Some of the connections are a bit more of a stretch but are still there–Trance Gemini is a bit like Cally (a female alien with unusual abilities and a mysterious backstory) and Seamus Harper is similar to Vila (a self-protecting wise guy). Rev Bem being like Gan is the hardest link (they’re both somewhat anti-violence for different reasons, and have a bit of different perspective to the others). But Lexa Doig’s on-board ship’s AI, Andromeda, obviously parallels both Zen and Orac (two AI’s from Blake’s 7 that were voiced by the same actor).
Dogs in Space
I was also introduced to Dogs in Space just lately. My daughter who is a big animation an introduced me to it. It’s basically Star Trek with dogs, with a bit of Wall-E thrown in.
So in the future, humanity is need of a new planet, so they genetically engineer dogs to be able to explore the galaxy to look for a new planet. I’m only a couple of episodes in but the dogs seem to be out on their own, missing their humans and hoping they are still waiting for them. I don’t love it–it’s a bit too “for kids” for me–but there are occasionally some funny dog jokes or funny Star Trek jokes in there.
And there are hints at some complex ideas coming through: the first episode opens with the main characters trying to convince an alien race to allow humans to colonize their world and make them their pets (it doesn’t go well, obviously). The show hasn’t commented yet on how strange an idea that is, but the creators are obviously aware of it, so I’m waiting to see if this becomes a more direct part of the narrative.
Other activities this week included doing a solid job on my 10,000 / day step goal…and doing two more interviews with Sister Veronica–the Aboriginal nun whose personal story we are attempting to capture.
I also played a game of Pandemic Legacy Season Zero with my friends that I was going to write about here, but it got so long that I decided to make it its own post.
Song of the Week
I have a playlist on my phone called “Ben’s Mix”, which is made up of 100-200 songs that I like which I shuffle between when I’m driving, etc. I was thinking about how with each of these songs there is a bit of a story about it, about what it makes me think of or why I like it. So I’m going to let my phone pick one randomly and then try to write up some comments on it while it plays.
We Beseech Thee from Godspell, by Stephen Schwartz
I’ve never seen Godspell, except briefly when I was a kid and my brothers were watching the movie–an experience I only recollect in the most hazy of terms. But I have listened to the soundtrack many times. I was introduced to it by my friend Missy in college, and I always enjoyed it, even with its 70’s hippie vibe, its rough ‘n’ tumble production quality and its time irreverent tone over a topic that I’m quite reverent about (the Christian Gospel message).

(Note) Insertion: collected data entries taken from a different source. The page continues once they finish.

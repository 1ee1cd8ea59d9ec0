//! Per-surface connection worker
//!
//! One worker task per surface drives the adapter through
//! connect → receive/send → loss → backoff → reconnect until the surface is
//! disabled or the runtime shuts down. The worker is the only writer of
//! its [`EndpointState`].

use std::sync::{Arc, RwLock};
use std::time::Duration;

use tokio::sync::mpsc;
use tokio_util::sync::CancellationToken;

use crate::config::TransportConfig;
use crate::metrics;
use crate::transport::{
    normalize, Backoff, CanonicalEvent, ConnectionStatus, EndpointState, OutboundQueue,
    OutboundReply, TransportAdapter,
};

/// Lifecycle parameters shared by every surface worker
#[derive(Debug, Clone)]
pub struct EndpointSettings {
    /// First reconnect delay
    pub backoff_base: Duration,
    /// Longest reconnect delay
    pub backoff_ceiling: Duration,
    /// Upward jitter as a fraction of the delay
    pub jitter_ratio: f64,
    /// Replies kept while disconnected
    pub outbound_queue_depth: usize,
    /// Give up and disable after this many consecutive failures
    pub max_reconnect_attempts: Option<u32>,
}

impl From<&TransportConfig> for EndpointSettings {
    fn from(config: &TransportConfig) -> Self {
        Self {
            backoff_base: Duration::from_millis(config.backoff_base_ms),
            backoff_ceiling: Duration::from_millis(config.backoff_ceiling_ms),
            jitter_ratio: config.jitter_ratio,
            outbound_queue_depth: config.outbound_queue_depth,
            max_reconnect_attempts: config.max_reconnect_attempts,
        }
    }
}

/// Shared, read-mostly view of one surface's state
pub type SharedState = Arc<RwLock<EndpointState>>;

/// Send attempts for one reply before it is given up on
pub const MAX_DELIVERY_ATTEMPTS: u32 = 3;

/// Why the connected phase ended
enum Exit {
    Lost(String),
    Stopped,
}

/// Result of handing one reply to the adapter
enum Delivery {
    Sent,
    /// Put back at the front of the queue; the connection is suspect
    Retry(String),
    /// Rejected too often and discarded
    Abandoned,
}

pub(crate) struct SurfaceWorker {
    adapter: Arc<dyn TransportAdapter>,
    settings: EndpointSettings,
    state: SharedState,
    inbound: mpsc::Sender<CanonicalEvent>,
    outbound_rx: mpsc::UnboundedReceiver<OutboundReply>,
    cancel: CancellationToken,
    queue: OutboundQueue,
    /// Consecutive rejections of the reply at the head of the queue
    head_failures: u32,
    /// Set once the current connection has sent or received something
    stable: bool,
}

impl SurfaceWorker {
    pub(crate) fn new(
        adapter: Arc<dyn TransportAdapter>,
        settings: EndpointSettings,
        state: SharedState,
        inbound: mpsc::Sender<CanonicalEvent>,
        outbound_rx: mpsc::UnboundedReceiver<OutboundReply>,
        cancel: CancellationToken,
    ) -> Self {
        let queue = OutboundQueue::new(settings.outbound_queue_depth);
        Self {
            adapter,
            settings,
            state,
            inbound,
            outbound_rx,
            cancel,
            queue,
            head_failures: 0,
            stable: false,
        }
    }

    fn surface(&self) -> &str {
        self.adapter.surface_id()
    }

    fn update(&self, f: impl FnOnce(&mut EndpointState)) {
        if let Ok(mut state) = self.state.write() {
            f(&mut state);
        }
    }

    fn enqueue(&mut self, reply: OutboundReply) {
        if let Some(dropped) = self.queue.push(reply) {
            self.record_drop(&dropped);
        }
        let queued = self.queue.len();
        self.update(|s| s.queued_replies = queued);
    }

    fn requeue(&mut self, reply: OutboundReply) {
        if let Some(dropped) = self.queue.requeue(reply) {
            self.record_drop(&dropped);
        }
        let queued = self.queue.len();
        self.update(|s| s.queued_replies = queued);
    }

    fn record_drop(&self, dropped: &OutboundReply) {
        tracing::warn!(
            surface = %self.surface(),
            user_id = %dropped.user_id,
            depth = self.settings.outbound_queue_depth,
            "Outbound queue full, dropping oldest reply"
        );
        metrics::record_dropped_reply(self.surface());
        self.update(|s| s.dropped_replies += 1);
    }

    /// Run until cancelled or out of reconnect attempts
    ///
    /// The backoff only starts over once a connection has proved itself
    /// by moving a message in either direction, or by staying up for at
    /// least the backoff ceiling. A connection that is accepted and then
    /// immediately lost keeps climbing the backoff.
    pub(crate) async fn run(mut self) {
        let mut backoff = Backoff::new(
            self.settings.backoff_base,
            self.settings.backoff_ceiling,
            self.settings.jitter_ratio,
        );

        loop {
            self.update(|s| s.status = ConnectionStatus::Connecting);
            let connected = match self.connect().await {
                Some(result) => result,
                None => break,
            };

            if let Err(e) = connected {
                let failures = backoff.attempts() + 1;
                tracing::warn!(
                    surface = %self.surface(),
                    attempt = failures,
                    error = %e,
                    "Connection attempt failed"
                );
                if let Some(max) = self.settings.max_reconnect_attempts {
                    if failures >= max {
                        tracing::error!(
                            surface = %self.surface(),
                            attempts = failures,
                            "Giving up on surface after repeated connection failures"
                        );
                        self.update(|s| {
                            s.status = ConnectionStatus::Disabled;
                            s.failed_attempts = failures;
                            s.last_error = Some(e.to_string());
                        });
                        return;
                    }
                }

                self.update(|s| {
                    s.failed_attempts = failures;
                    s.last_error = Some(e.to_string());
                });
                if !self.back_off(&mut backoff).await {
                    break;
                }
                continue;
            }

            self.stable = false;
            self.update(|s| {
                s.status = ConnectionStatus::Connected;
                s.failed_attempts = 0;
            });
            tracing::info!(surface = %self.surface(), "Surface connected");

            let connected_at = tokio::time::Instant::now();
            match self.serve().await {
                Exit::Stopped => break,
                Exit::Lost(reason) => {
                    tracing::warn!(surface = %self.surface(), reason = %reason, "Connection lost");
                    self.update(|s| {
                        s.status = ConnectionStatus::Disconnected;
                        s.last_error = Some(reason);
                    });
                    if self.stable || connected_at.elapsed() >= self.settings.backoff_ceiling {
                        backoff.reset();
                    }
                    if !self.back_off(&mut backoff).await {
                        break;
                    }
                }
            }
        }

        self.shutdown().await;
    }

    /// Wait out the next backoff delay; false when cancelled meanwhile
    async fn back_off(&mut self, backoff: &mut Backoff) -> bool {
        let delay = backoff.next_delay();
        metrics::record_reconnect(self.surface());
        self.update(|s| {
            s.status = ConnectionStatus::BackingOff;
            s.current_backoff = delay;
        });
        tracing::debug!(
            surface = %self.surface(),
            delay_ms = delay.as_millis() as u64,
            "Backing off before reconnect"
        );
        self.wait(delay).await
    }

    /// One connect attempt; `None` when cancelled meanwhile
    async fn connect(&mut self) -> Option<crate::error::Result<()>> {
        let adapter = Arc::clone(&self.adapter);
        let attempt = adapter.connect();
        tokio::pin!(attempt);
        loop {
            tokio::select! {
                biased;
                _ = self.cancel.cancelled() => return None,
                result = &mut attempt => return Some(result),
                Some(reply) = self.outbound_rx.recv() => self.enqueue(reply),
            }
        }
    }

    /// Sleep for `delay` while still queueing replies; false when cancelled
    async fn wait(&mut self, delay: Duration) -> bool {
        let sleep = tokio::time::sleep(delay);
        tokio::pin!(sleep);
        loop {
            tokio::select! {
                biased;
                _ = self.cancel.cancelled() => return false,
                _ = &mut sleep => return true,
                Some(reply) = self.outbound_rx.recv() => self.enqueue(reply),
            }
        }
    }

    async fn deliver(&mut self, reply: OutboundReply) -> Delivery {
        match self
            .adapter
            .send(&reply.user_id, &reply.text, &reply.hints)
            .await
        {
            Ok(()) => {
                self.head_failures = 0;
                self.stable = true;
                Delivery::Sent
            }
            Err(e) => {
                self.head_failures += 1;
                if self.head_failures >= MAX_DELIVERY_ATTEMPTS {
                    self.head_failures = 0;
                    tracing::error!(
                        surface = %self.surface(),
                        user_id = %reply.user_id,
                        attempts = MAX_DELIVERY_ATTEMPTS,
                        error = %e,
                        "Surface keeps rejecting reply, giving up on it"
                    );
                    metrics::record_undeliverable_reply(self.surface());
                    self.update(|s| s.undeliverable_replies += 1);
                    return Delivery::Abandoned;
                }
                self.requeue(reply);
                Delivery::Retry(e.to_string())
            }
        }
    }

    /// Connected phase: flush the queue, then multiplex receive and send
    async fn serve(&mut self) -> Exit {
        while let Some(reply) = self.queue.pop() {
            let queued = self.queue.len();
            self.update(|s| s.queued_replies = queued);
            if let Delivery::Retry(reason) = self.deliver(reply).await {
                return Exit::Lost(reason);
            }
        }

        let adapter = Arc::clone(&self.adapter);
        loop {
            tokio::select! {
                biased;
                _ = self.cancel.cancelled() => {
                    self.flush_on_stop().await;
                    return Exit::Stopped;
                }
                Some(reply) = self.outbound_rx.recv() => {
                    if let Delivery::Retry(reason) = self.deliver(reply).await {
                        return Exit::Lost(reason);
                    }
                }
                received = adapter.receive_next() => match received {
                    Ok(Some(raw)) => {
                        self.stable = true;
                        let event = normalize(adapter.surface_id(), raw);
                        tracing::debug!(
                            surface = %event.surface_id,
                            user_id = %event.user_id,
                            "Inbound event"
                        );
                        if self.inbound.send(event).await.is_err() {
                            return Exit::Stopped;
                        }
                    }
                    Ok(None) => return Exit::Lost("connection closed".to_string()),
                    Err(e) => return Exit::Lost(e.to_string()),
                },
            }
        }
    }

    /// Deliver replies that were already handed over before the stop
    async fn flush_on_stop(&mut self) {
        while let Ok(reply) = self.outbound_rx.try_recv() {
            self.enqueue(reply);
        }
        while let Some(reply) = self.queue.pop() {
            if let Delivery::Retry(reason) = self.deliver(reply).await {
                tracing::debug!(surface = %self.surface(), reason = %reason, "Final flush failed");
                break;
            }
        }
    }

    async fn shutdown(&mut self) {
        while let Ok(reply) = self.outbound_rx.try_recv() {
            self.enqueue(reply);
        }
        if let Err(e) = self.adapter.disconnect().await {
            tracing::warn!(surface = %self.surface(), error = %e, "Disconnect failed");
        }
        if !self.queue.is_empty() {
            tracing::warn!(
                surface = %self.surface(),
                pending = self.queue.len(),
                "Discarding undelivered replies at shutdown"
            );
        }
        self.update(|s| {
            if s.status != ConnectionStatus::Disabled {
                s.status = ConnectionStatus::Disconnected;
            }
        });
        tracing::info!(surface = %self.surface(), "Surface stopped");
    }
}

We Beseech Thee is a jaunty little tune with a lot of fun bits and amusing little rhythmic devices. It’s all about a prayer to God, basically for mercy, but sung without any obvious contriteness. I don’t know how the song works in the show or what character is supposed to be singing it, but apparently on the original recording (the version I have) it’s being sung by Jeffrey Mylett.
Grant us all from earth to rise
And to strain with eager eyes
Towards the promised Heavenly prize
We beseech thee, hear us!
I enjoy the lyrics and the tune, but my favorite bit is just air-drumming the break back into the regular lyrics after an extended bridge just made up of the cast making funny noises.
Sometimes life is just like that–you are so tired that a third of your body hangs off your bed, and you just don’t care.